A few months ago, I discovered that my girlfriend at the time had actually been in a relationship with another guy for months before she met me. In short, I discovered that I was the "other man" with whom she was cheating on her boyfriend. I broke up with her, because dishonesty is a dealbreaker for me, and moved on with my life. My question: should I tell her boyfriend that she was kissing on me while they were together? It seems like he might have a right to know, but since I broke up with her months ago I'm concerned that telling the boyfriend now would just make it look to her like I'm trying to split them up out of spite, and to be honest I would feel very satisfied splitting them up. Am I ethically obligated to tell her boyfriend, or is my responsibility to minimize the amount of harm to all by not telling anybody?
--Flirted with the Wrong Chick
Dear Flirted with and Wronged Nick,
I would likely allow her to change and not tell him, but he may have a right to know. For me, when deciding whether to tell him, I would consider what is important to him. Like Luciana said, since you don't know the details of their relationship, you don't necessarily have the grounds to tell him; however, if I knew the guy and and I knew that he needed to know, then I would tell him. In my mind, if she weren't meeting his needs by not telling him, it would do more good than harm if he knew. Note that it depends on his needs, though. If it were me and I didn't know the guy, I probably wouldn't tell him.

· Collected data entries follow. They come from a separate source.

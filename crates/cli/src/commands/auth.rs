// Sign-in and account commands

use anyhow::Result;
use campus_portal_core::Role;
use serde::Serialize;

use super::App;
use crate::output::print_field;

#[derive(Serialize)]
struct WhoAmI<'a> {
    state: String,
    #[serde(skip_serializing_if = "Option::is_none")]
    email: Option<&'a str>,
    #[serde(skip_serializing_if = "Option::is_none")]
    role: Option<Role>,
    #[serde(skip_serializing_if = "Option::is_none")]
    home: Option<&'a str>,
}

pub async fn login(app: &App, email: &str, password: &str) -> Result<()> {
    let identity = app.auth.login(email, password).await?;
    // Land on the role's dashboard like the portal does after sign-in
    app.router.open(&app.context.session(), identity.role.home_path());

    if app.output.is_text() {
        if app.quiet {
            println!("{}", identity.role);
        } else {
            println!("Signed in as {}", identity.email);
            print_field("Role", identity.role.as_str());
            print_field("Dashboard", identity.role.home_path());
        }
    } else {
        app.output.print_value(&identity)?;
    }
    Ok(())
}

pub fn logout(app: &App) -> Result<()> {
    let was_signed_in = app.auth.is_authenticated();
    app.auth.logout();
    if !app.quiet {
        if was_signed_in {
            println!("Signed out");
        } else {
            println!("Not signed in");
        }
    }
    Ok(())
}

pub fn whoami(app: &App) -> Result<()> {
    let identity = app.auth.identity();
    let view = WhoAmI {
        state: app.auth.state().to_string(),
        email: identity.as_ref().map(|i| i.email.as_str()),
        role: identity.as_ref().map(|i| i.role),
        home: identity.as_ref().map(|i| i.role.home_path()),
    };

    if !app.output.is_text() {
        return app.output.print_value(&view);
    }

    match &identity {
        Some(identity) if app.quiet => println!("{}", identity.email),
        Some(identity) => {
            print_field("Email", &identity.email);
            print_field("Role", identity.role.as_str());
            print_field("Dashboard", identity.role.home_path());
        }
        None => println!("Not signed in"),
    }
    Ok(())
}

pub async fn change_password(app: &App, current: &str, new: &str) -> Result<()> {
    app.auth.change_password(current, new).await?;
    if !app.quiet {
        println!("Password changed");
    }
    Ok(())
}

pub async fn signup(app: &App, email: &str, password: &str, role: Role) -> Result<()> {
    let message = app.auth.signup(email, password, role).await?;
    if !app.quiet {
        if message.is_empty() {
            println!("Registered {} as {}", email, role);
        } else {
            println!("{}", message);
        }
    }
    Ok(())
}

I wouldn't tell him if I were in your shoes. As awful as it is that she cheated on him, you don't know the intimate details of their relationship. He might already know. They might have an open relationship. She might have changed since then and might be totally committed. Long story short, it isn't your place to interfere with someone's happiness, even if it's based in dishonesty. I don't think there's an easy ethical answer to your question, but personally I would rather hold my tongue than be the cause of anyone else's pain.